- **Task prompt**: Set down, in full, every record in the block.

- **Input records**:
// src/classify/mod.rs
//! Per-event classification: keyword match, friendliness, volatility, relevance.

pub mod matcher;
pub mod scoring;

use serde::Serialize;

use crate::profanity::ProfanityFilter;
use crate::sentiment::SentimentSummary;
use crate::stream::event::RawEvent;
use crate::vocab::TrustedSourceSet;

pub use matcher::KeywordMatcher;
pub use scoring::{score, FRIENDLY_BOOST};

/// Outcome of classifying one event. Refined in place by the sentiment stage,
/// then consumed by the sink.
#[derive(Debug, Clone, PartialEq, Serialize)]
pub struct ClassificationResult {
    pub event_id: String,
    pub raw_text: String,
    pub raw_json: String,
    pub author: String,
    pub is_friendly: bool,
    pub relevance: f64,
    pub is_volatile: bool,
    pub matched_tags: Vec<String>,
    pub sentiment: Option<SentimentSummary>,
}

impl ClassificationResult {
    pub fn is_relevant(&self) -> bool {
        !self.matched_tags.is_empty()
    }

    /// Re-score from sentiment confidences; an empty summary keeps the friendliness score.
    pub fn apply_sentiment(&mut self, summary: SentimentSummary) {
        self.relevance = score(self.is_friendly, Some(summary.confidences().as_slice()));
        self.sentiment = Some(summary);
    }
}

/// Classify one event. Returns `None` when no vocabulary term occurs in its text.
pub fn classify(
    event: &RawEvent,
    matcher: &KeywordMatcher,
    trusted: &TrustedSourceSet,
    profanity: &dyn ProfanityFilter,
) -> Option<ClassificationResult> {
    let matched_tags = matcher.matches(&event.text);
    if matched_tags.is_empty() {
        return None;
    }

    let is_friendly = trusted.contains(&event.author_handle);
    let is_volatile = !profanity.check(&event.text).is_empty();

    Some(ClassificationResult {
        event_id: event.id.clone(),
        raw_text: event.text.clone(),
        raw_json: event.raw.clone(),
        author: event.author_handle.clone(),
        is_friendly,
        relevance: score(is_friendly, None),
        is_volatile,
        matched_tags,
        sentiment: None,
    })
}
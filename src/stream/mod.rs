// src/stream/mod.rs
//! Live event stream: source abstraction, boundary validation, session lifecycle.

pub mod event;
pub mod fixture;
pub mod http;
pub mod session;

use anyhow::Result;
use async_trait::async_trait;
use tokio::sync::mpsc;

pub use event::RawEvent;
pub use session::{RetryPolicy, SessionManager, SessionState};

/// What an open stream delivers. Payloads are unvalidated JSON text.
#[derive(Debug)]
pub enum StreamMessage {
    Data(String),
    Error(anyhow::Error),
}

/// An open connection. The stream has ended when the channel closes.
#[derive(Debug)]
pub struct StreamHandle {
    rx: mpsc::Receiver<StreamMessage>,
}

impl StreamHandle {
    pub fn new(rx: mpsc::Receiver<StreamMessage>) -> Self {
        Self { rx }
    }

    /// Handle plus the sender a source (or a test) feeds it from.
    pub fn channel(buffer: usize) -> (mpsc::Sender<StreamMessage>, Self) {
        let (tx, rx) = mpsc::channel(buffer.max(1));
        (tx, Self::new(rx))
    }

    pub async fn next(&mut self) -> Option<StreamMessage> {
        self.rx.recv().await
    }
}

/// Connection factory for the live source. `track` is the comma-joined vocabulary filter.
#[async_trait]
pub trait StreamSource: Send + Sync {
    async fn connect(&self, track: &str) -> Result<StreamHandle>;
    fn name(&self) -> &'static str;
}
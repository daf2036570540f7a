// src/logging.rs
//! Tracing setup and log-safe helpers.

use tracing_subscriber::{fmt, prelude::*, EnvFilter};

const DEFAULT_FILTER: &str = "topic_pulse=info,warn";

/// Install the global subscriber. `RUST_LOG` overrides the filter; `LOG_FORMAT=json`
/// switches to JSON lines. Calling it twice is a no-op.
pub fn init_tracing() {
    let filter = EnvFilter::try_from_default_env().unwrap_or_else(|_| EnvFilter::new(DEFAULT_FILTER));

    let json = std::env::var("LOG_FORMAT")
        .map(|v| v.eq_ignore_ascii_case("json"))
        .unwrap_or(false);

    let registry = tracing_subscriber::registry().with(filter);
    let res = if json {
        registry.with(fmt::layer().json()).try_init()
    } else {
        registry.with(fmt::layer().compact()).try_init()
    };
    if res.is_err() {
        tracing::debug!("tracing subscriber already installed");
    }
}

/// Short stable id for a text, so logs never carry raw post content.
pub fn anon_hash(text: &str) -> String {
    use sha2::{Digest, Sha256};
    use std::fmt::Write as _;

    let digest = Sha256::digest(text.as_bytes());
    let mut out = String::with_capacity(12);
    for b in digest.iter().take(6) {
        let _ = write!(&mut out, "{:02x}", b);
    }
    out
}

#[cfg(test)]
mod tests {
    use super::*;

    #[test]
    fn anon_hash_is_short_and_stable() {
        let a = anon_hash("loving the new API design talk");
        assert_eq!(a.len(), 12);
        assert_eq!(a, anon_hash("loving the new API design talk"));
        assert_ne!(a, anon_hash("something else"));
    }
}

- **Task result**:
// src/classify/mod.rs
//! Per-event classification: keyword match, friendliness, volatility, relevance.

pub mod matcher;
pub mod scoring;

use serde::Serialize;

use crate::profanity::ProfanityFilter;
use crate::sentiment::SentimentSummary;
use crate::stream::event::RawEvent;
use crate::vocab::TrustedSourceSet;

pub use matcher::KeywordMatcher;
pub use scoring::{score, FRIENDLY_BOOST};

/// Outcome of classifying one event. Refined in place by the sentiment stage,
/// then consumed by the sink.
#[derive(Debug, Clone, PartialEq, Serialize)]
pub struct ClassificationResult {
    pub event_id: String,
    pub raw_text: String,
    pub raw_json: String,
    pub author: String,
    pub is_friendly: bool,
    pub relevance: f64,
    pub is_volatile: bool,
    pub matched_tags: Vec<String>,
    pub sentiment: Option<SentimentSummary>,
}

impl ClassificationResult {
    pub fn is_relevant(&self) -> bool {
        !self.matched_tags.is_empty()
    }

    /// Re-score from sentiment confidences; an empty summary keeps the friendliness score.
    pub fn apply_sentiment(&mut self, summary: SentimentSummary) {
        self.relevance = score(self.is_friendly, Some(summary.confidences().as_slice()));
        self.sentiment = Some(summary);
    }
}

/// Classify one event. Returns `None` when no vocabulary term occurs in its text.
pub fn classify(
    event: &RawEvent,
    matcher: &KeywordMatcher,
    trusted: &TrustedSourceSet,
    profanity: &dyn ProfanityFilter,
) -> Option<ClassificationResult> {
    let matched_tags = matcher.matches(&event.text);
    if matched_tags.is_empty() {
        return None;
    }

    let is_friendly = trusted.contains(&event.author_handle);
    let is_volatile = !profanity.check(&event.text).is_empty();

    Some(ClassificationResult {
        event_id: event.id.clone(),
        raw_text: event.text.clone(),
        raw_json: event.raw.clone(),
        author: event.author_handle.clone(),
        is_friendly,
        relevance: score(is_friendly, None),
        is_volatile,
        matched_tags,
        sentiment: None,
    })
}
filename src/stream/mod.rs
// src/stream/mod.rs
//! Live event stream: source abstraction, boundary validation, session lifecycle.

pub mod event;
pub mod fixture;
pub mod http;
pub mod session;

use anyhow::Result;
use async_trait::async_trait;
use tokio::sync::mpsc;

pub use event::RawEvent;
pub use session::{RetryPolicy, SessionManager, SessionState};

/// What an open stream delivers. Payloads are unvalidated JSON text.
#[derive(Debug)]
pub enum StreamMessage {
    Data(String),
    Error(anyhow::Error),
}

/// An open connection. The stream has ended when the channel closes.
#[derive(Debug)]
pub struct StreamHandle {
    rx: mpsc::Receiver<StreamMessage>,
}

impl StreamHandle {
    pub fn new(rx: mpsc::Receiver<StreamMessage>) -> Self {
        Self { rx }
    }

    /// Handle plus the sender a source (or a test) feeds it from.
    pub fn channel(buffer: usize) -> (mpsc::Sender<StreamMessage>, Self) {
        let (tx, rx) = mpsc::channel(buffer.max(1));
        (tx, Self::new(rx))
    }

    pub async fn next(&mut self) -> Option<StreamMessage> {
        self.rx.recv().await
    }
}

/// Connection factory for the live source. `track` is the comma-joined vocabulary filter.
#[async_trait]
pub trait StreamSource: Send + Sync {
    async fn connect(&self, track: &str) -> Result<StreamHandle>;
    fn name(&self) -> &'static str;
}
repository daf2036570540f7a
// src/logging.rs
//! Tracing setup and log-safe helpers.

use tracing_subscriber::{fmt, prelude::*, EnvFilter};

const DEFAULT_FILTER: &str = "topic_pulse=info,warn";

/// Install the global subscriber. `RUST_LOG` overrides the filter; `LOG_FORMAT=json`
/// switches to JSON lines. Calling it twice is a no-op.
pub fn init_tracing() {
    let filter = EnvFilter::try_from_default_env().unwrap_or_else(|_| EnvFilter::new(DEFAULT_FILTER));

    let json = std::env::var("LOG_FORMAT")
        .map(|v| v.eq_ignore_ascii_case("json"))
        .unwrap_or(false);

    let registry = tracing_subscriber::registry().with(filter);
    let res = if json {
        registry.with(fmt::layer().json()).try_init()
    } else {
        registry.with(fmt::layer().compact()).try_init()
    };
    if res.is_err() {
        tracing::debug!("tracing subscriber already installed");
    }
}

/// Short stable id for a text, so logs never carry raw post content.
pub fn anon_hash(text: &str) -> String {
    use sha2::{Digest, Sha256};
    use std::fmt::Write as _;

    let digest = Sha256::digest(text.as_bytes());
    let mut out = String::with_capacity(12);
    for b in digest.iter().take(6) {
        let _ = write!(&mut out, "{:02x}", b);
    }
    out
}

#[cfg(test)]
mod tests {
    use super::*;

    #[test]
    fn anon_hash_is_short_and_stable() {
        let a = anon_hash("loving the new API design talk");
        assert_eq!(a.len(), 12);
        assert_eq!(a, anon_hash("loving the new API design talk"));
        assert_ne!(a, anon_hash("something else"));
    }
}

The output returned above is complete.